What you have not proven
| Not proven | Why |
|---|---|
| The memory is true | Truth is not a cryptographic property. Somebody wrote this; the chain says when |
| The owner wrote it | A memory drop lets a delegate write into a log. toda proves what was written, not who wrote it |
| The memory is the latest on its subject | Logs are append-only. Superseding facts are new leaves. Resolution is your application's job |
| The log is complete | You proved inclusion, not exclusion. toda has no non-inclusion proof |
| The memory still exists in toda's database | The commitment survives whether or not the row does |
The memory was written at createdAt | createdAt is a database column. The block time is the only timestamp toda cannot choose |
That last row is worth internalizing. Anything in the proof bundle other than leaf, siblings, and directions is toda telling you something. The block time is the chain telling you something.
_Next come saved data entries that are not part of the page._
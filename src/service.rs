//! HTTP service surface: the request/response boundary over the pipeline.
//!
//! Exposes two routes:
//! - `POST /parse_news` — process a list of site URLs and return the
//!   aggregated article records
//! - `GET /` — informational endpoint describing the service
//!
//! The only caller-visible failure is an empty URL list, rejected with a
//! 400 and a `{"detail": ...}` body; every downstream failure is absorbed
//! by the pipeline and shows up only as a smaller result.

use crate::fetch::FetchPage;
use crate::models::{NewsResponse, SiteList};
use crate::pipeline::process_sites;
use crate::rules::Rules;
use axum::extract::State;
use axum::http::StatusCode;
use axum::response::{IntoResponse, Response};
use axum::routing::{get, post};
use axum::{Json, Router};
use serde_json::json;
use std::sync::Arc;
use std::time::Duration;
use thiserror::Error;
use tracing::info;

/// Shared, read-only service state. Generic over the fetcher so tests can
/// drive the full request path without a network.
pub struct AppState<F> {
    pub fetcher: F,
    pub rules: Rules,
    pub max_news: usize,
    pub site_deadline: Duration,
}

/// Caller-visible request errors.
#[derive(Debug, Error)]
pub enum ApiError {
    #[error("The list of site URLs must not be empty")]
    EmptySiteList,
}

impl IntoResponse for ApiError {
    fn into_response(self) -> Response {
        let status = match self {
            ApiError::EmptySiteList => StatusCode::BAD_REQUEST,
        };
        (status, Json(json!({ "detail": self.to_string() }))).into_response()
    }
}

/// Build the service router.
pub fn router<F: FetchPage + 'static>(state: Arc<AppState<F>>) -> Router {
    Router::new()
        .route("/", get(service_info))
        .route("/parse_news", post(parse_news::<F>))
        .with_state(state)
}

/// Handle `POST /parse_news`: validate the request, run the pipeline, and
/// aggregate records in site order.
async fn parse_news<F: FetchPage + 'static>(
    State(state): State<Arc<AppState<F>>>,
    Json(sites): Json<SiteList>,
) -> Result<Json<NewsResponse>, ApiError> {
    if sites.urls.is_empty() {
        return Err(ApiError::EmptySiteList);
    }
    info!(sites = sites.urls.len(), "Processing parse_news request");

    let news = process_sites(
        &state.fetcher,
        &sites.urls,
        state.max_news,
        state.site_deadline,
        &state.rules,
    )
    .await;

    info!(total = news.len(), "Request complete");
    Ok(Json(NewsResponse::from_items(news)))
}

/// Handle `GET /`: describe the service and give a usage example.
async fn service_info() -> Json<serde_json::Value> {
    Json(json!({
        "name": "newsgrab",
        "version": env!("CARGO_PKG_VERSION"),
        "description": "Extracts news articles from arbitrary sites using generic heuristics",
        "endpoints": {
            "/parse_news": "POST a list of site URLs to extract news from them"
        },
        "example": {
            "request": {
                "urls": ["https://example.com/news", "https://another-site.com/feed"]
            }
        }
    }))
}
//! # newsgrab
//!
//! A news extraction service that takes arbitrary, previously-unseen news
//! site URLs and returns structured article records, using only generic
//! structural and textual heuristics: no learned models, no per-site rules.
//!
//! ## Pipeline
//!
//! 1. **Link discovery**: decide which links on a site's front page are
//!    likely individual articles (container selectors, URL shape patterns,
//!    headline-text heuristics)
//! 2. **Content extraction**: pull a clean title and body from each
//!    candidate page, rejecting listing, navigation, and error pages via
//!    layered quality gates
//! 3. **Orchestration**: run both stages per site with a result cap and
//!    full per-site/per-link failure isolation
//!
//! ## Usage
//!
//! ```sh
//! newsgrab --bind 0.0.0.0:8000
//! curl -X POST localhost:8000/parse_news \
//!   -H 'Content-Type: application/json' \
//!   -d '{"urls": ["https://example.com"]}'
//! ```

use clap::Parser;
use std::error::Error;
use std::sync::Arc;
use std::time::Duration;
use tracing::{info, instrument};
use tracing_subscriber::{fmt as tfmt, EnvFilter};

mod cli;
mod discovery;
mod extract;
mod fetch;
mod models;
mod pipeline;
mod rules;
mod service;
mod utils;

use cli::Cli;
use fetch::HttpFetcher;
use rules::DEFAULT_RULES;
use service::AppState;

#[tokio::main]
#[instrument]
async fn main() -> Result<(), Box<dyn Error>> {
    // --- Tracing init ---
    let filter = EnvFilter::try_from_default_env().unwrap_or_else(|_| EnvFilter::new("info"));
    tfmt()
        .with_env_filter(filter)
        .with_target(true)
        .with_file(false)
        .with_line_number(false)
        .with_timer(tracing_subscriber::fmt::time::UtcTime::rfc_3339())
        .init();

    let args = Cli::parse();
    info!(
        bind = %args.bind,
        max_news = args.max_news,
        fetch_timeout_secs = args.fetch_timeout_secs,
        "newsgrab starting up"
    );

    let fetcher = HttpFetcher::new(Duration::from_secs(args.fetch_timeout_secs))?;
    let state = Arc::new(AppState {
        fetcher,
        rules: DEFAULT_RULES.clone(),
        max_news: args.max_news,
        site_deadline: Duration::from_secs(args.site_deadline_secs),
    });

    let app = service::router(state);
    let listener = tokio::net::TcpListener::bind(&args.bind).await?;
    info!(addr = %args.bind, "Listening");
    axum::serve(listener, app).await?;

    Ok(())
}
Only one of those is a proof.
Anchored under an older root
toda.verify() requires batchRoot === onchainRoot, which holds only for memories anchored under the current tip. Older memories are still in the log the tip commits to - but establishing that requires the current leaf set, not the historical batch root.
To verify an older memory against the live tip, rebuild the proof against all of the owner's leaves and fold to the current root:
const leaves = allLeaves(owner); // ordered by leafIndex
const proof = getProof(leaves, memory.leafIndex);
const root = computeRoot(leaves);
verifyProof(proof, root) && bytesToHex(tip.merkleRoot) === bytesToHex(root);
This is what GET /memories/:id/proof already does - it builds the proof against the current leaf set - so the returned proof folds to the current root even when batchRoot records an older one. Fold the proof and compare that result to the tip, rather than comparing batchRoot to the tip, and older memories verify correctly.
An independent verifier who holds only one memory and its proof cannot do this, because they do not have the other leaves. They can verify against batchRoot and check that batchRoot was anchored by txSignature - a transaction they can fetch from the chain themselves, whose block time bounds the memory's existence. That is the strongest claim available from a single memory, and it is enough for the thing proofs are for.